Advent Calendar: December 5th

1982: As trailed by the natural face of experimental broadcasting, Arthur Mullard, although The Saturday Show found an ideal front”person” for the campaign the previous morning, and also advertised in TV Times, ITV ran a season of 3D programming that ended today. Actually, when we say “season” we mean “two shows” – TVS pop science show The Real World the previous week, and today UK TV’s first 3D film screening – Fort Ti is a 1952 Western only famous as the first 3D feature to be released in Technicolor by a major studio. Michael Rodd took us by the hand and gently led us into the future where 3D was going to save the movie industry, while ITV had to make a special still warning viewers not to try to watch the adverts with their glasses still on.
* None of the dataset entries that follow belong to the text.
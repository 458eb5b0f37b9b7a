//! Failover subsystem.
//!
//! # Data Flow
//! ```text
//! Interval tick (or shutdown)
//!     → health::run_probe (bounded, cancellable on shutdown)
//!     → target = Healthy | Unhealthy, or the pending target if one exists
//!     → controller.rs converge: attach or detach each address in set order
//!         - transient: retry with backoff, then defer to the next cycle
//!         - permission / invalid address: stop, surface a fatal error
//!     → state.rs (Converging → Converged, transition logged)
//!
//! Shutdown:
//!     → withdraw (or restore last converged state) within the grace period
//!     → Clean / Unconfirmed outcome for the exit code
//! ```
//!
//! # Design Decisions
//! - A single sequential loop owns all mutations; no locking needed
//! - Probe waits are cancellable, mutations are not (they are bounded)
//! - The interface binding is re-checked every cycle so drift is repaired

pub mod controller;
pub mod state;

use thiserror::Error;

use crate::address::AddressError;
use crate::health::HealthState;

pub use controller::{ControllerSettings, FailoverController, ShutdownOutcome};
pub use state::{ControllerState, LoopState, StatusSnapshot};

/// Result of one polling cycle that did not hit a fatal error.
#[derive(Debug, Clone, Copy, PartialEq, Eq)]
pub enum CycleOutcome {
    /// Reached a new health state.
    Converged(HealthState),
    /// Already in this state; any drift was repaired.
    Unchanged(HealthState),
    /// Some addresses still failed transiently; finished next cycle.
    Deferred(HealthState),
}

impl CycleOutcome {
    pub fn target(self) -> HealthState {
        match self {
            CycleOutcome::Converged(t) | CycleOutcome::Unchanged(t) | CycleOutcome::Deferred(t) => t,
        }
    }
}

#[derive(Debug, Error)]
pub enum FailoverError {
    /// Non-retryable misconfiguration; the process must exit.
    #[error("fatal address failure for {address} on {interface}: {source}")]
    Fatal {
        address: String,
        interface: String,
        source: AddressError,
    },
}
1986: If you’re not overawed by the cameo from the Channel 5 Home Video logo, get through the adverts for the start of The Tube (4:44 to go straight there), wisely cut off right before Rowland Rivron gets to do something. What’s going on with those titles and music?
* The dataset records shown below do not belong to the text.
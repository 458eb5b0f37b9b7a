//! Local service health state.
//!
//! # States
//! - Unknown: before the first probe completes
//! - Healthy: addresses should be announced
//! - Unhealthy: addresses should be withdrawn
//!
//! # State Transitions
//! ```text
//! Unknown → Healthy | Unhealthy    (first probe)
//! Healthy ↔ Unhealthy              (later probes)
//! ```
//! Nothing ever returns to Unknown.

use std::fmt;

use serde::Serialize;

#[derive(Debug, Clone, Copy, PartialEq, Eq, Hash, Serialize)]
#[serde(rename_all = "snake_case")]
pub enum HealthState {
    Unknown,
    Healthy,
    Unhealthy,
}

impl HealthState {
    /// Anything short of a definitive success is unhealthy.
    pub fn from_probe(success: bool) -> Self {
        if success {
            HealthState::Healthy
        } else {
            HealthState::Unhealthy
        }
    }

    /// Whether moving from `self` to `next` is a legal change of state.
    pub fn can_transition_to(self, next: HealthState) -> bool {
        match (self, next) {
            (_, HealthState::Unknown) => false,
            (HealthState::Unknown, _) => true,
            (current, next) => current != next,
        }
    }

    pub fn as_str(self) -> &'static str {
        match self {
            HealthState::Unknown => "unknown",
            HealthState::Healthy => "healthy",
            HealthState::Unhealthy => "unhealthy",
        }
    }
}

impl fmt::Display for HealthState {
    fn fmt(&self, f: &mut fmt::Formatter<'_>) -> fmt::Result {
        f.write_str(self.as_str())
    }
}

#[cfg(test)]
mod tests {
    use super::*;

    #[test]
    fn test_transitions() {
        use HealthState::*;

        assert!(Unknown.can_transition_to(Healthy));
        assert!(Unknown.can_transition_to(Unhealthy));
        assert!(Healthy.can_transition_to(Unhealthy));
        assert!(Unhealthy.can_transition_to(Healthy));

        assert!(!Healthy.can_transition_to(Healthy));
        assert!(!Healthy.can_transition_to(Unknown));
        assert!(!Unhealthy.can_transition_to(Unknown));
        assert!(!Unknown.can_transition_to(Unknown));
    }

    #[test]
    fn test_from_probe() {
        assert_eq!(HealthState::from_probe(true), HealthState::Healthy);
        assert_eq!(HealthState::from_probe(false), HealthState::Unhealthy);
    }
}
1989: Fifty minutes of Good Morning Britain, unfortunately not the meaty bit of the morning but the opening news segment from 6am with Kathy Rochford. Sir Anthony Meyer’s challenge to Thatcher’s leadership led the bulletins – spoiler: he lost – with Ulrika Jonsson on weather duty and Russell Grant in his hang-on-to-your-hats finery.
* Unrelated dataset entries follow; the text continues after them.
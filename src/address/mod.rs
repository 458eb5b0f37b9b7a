//! Anycast address subsystem.
//!
//! # Data Flow
//! ```text
//! Configured CIDR list
//!     → set.rs (parse, dedupe, keep order → AddressSet)
//!
//! attach/detach request
//!     → manager.rs (read live bindings, skip no-ops, log real mutations)
//!     → backend.rs (InterfaceBackend trait: list / add / del)
//!     → iproute.rs (iproute2 against the kernel)
//! ```
//!
//! # Design Decisions
//! - Every mutation is preceded by a fresh read; nothing is cached
//! - Only addresses handed to the manager are ever touched
//! - Backend failures are classified once, at the kernel boundary

pub mod backend;
pub mod iproute;
pub mod manager;
pub mod set;

pub use backend::{AddressError, InterfaceBackend};
pub use iproute::IpCommand;
pub use manager::{AddressManager, BindingReport, Change};
pub use set::{AddressSet, AddressSetError, AnycastAddress, CidrError};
1991: Anyone with a working knowledge of how Bill Drummond and Jimmy Cauty operated would have known that they’d have pulled out all the stops, or at least the stops that obliquely referenced the Illuminatus Trilogy, for a KLF Top Of The Pops appearance. For Justified & Ancient it was all hands to the pump, not just in the studio with a large group of people who can’t have really known what was going on but persuading Tammy Wynette to contribute via satellite. Pretty sure Bill and Jimmy are in the yellow rain macs towards the end.

1992: Sorry about the uploader’s formatting of this, but obviously almost anything from Going Live! gets a free pass from us. That’s especially the case when it’s something as esoteric as Trevor & Simon’s Sofa For 2 With 3, having to cram someone as equally opaque as Macho Man Randy Savage into the sketch. Imagine the green room conversation with fellow guest June Brown. That’s followed by an edition of the same with Betty Boo, but that was from an episode back in September. Still, it’s Christmas.

1 Comment

1 Comment

  1. THX 1139

    December 5, 2018 at 9:58 pm

    That theme music for The Tube would be what Benny Hill could be chased around to if he’d revamped his show in 1986.

    I’d forgotten about the 80s rawk version of the Channel 4 theme. Still sounds great, guys!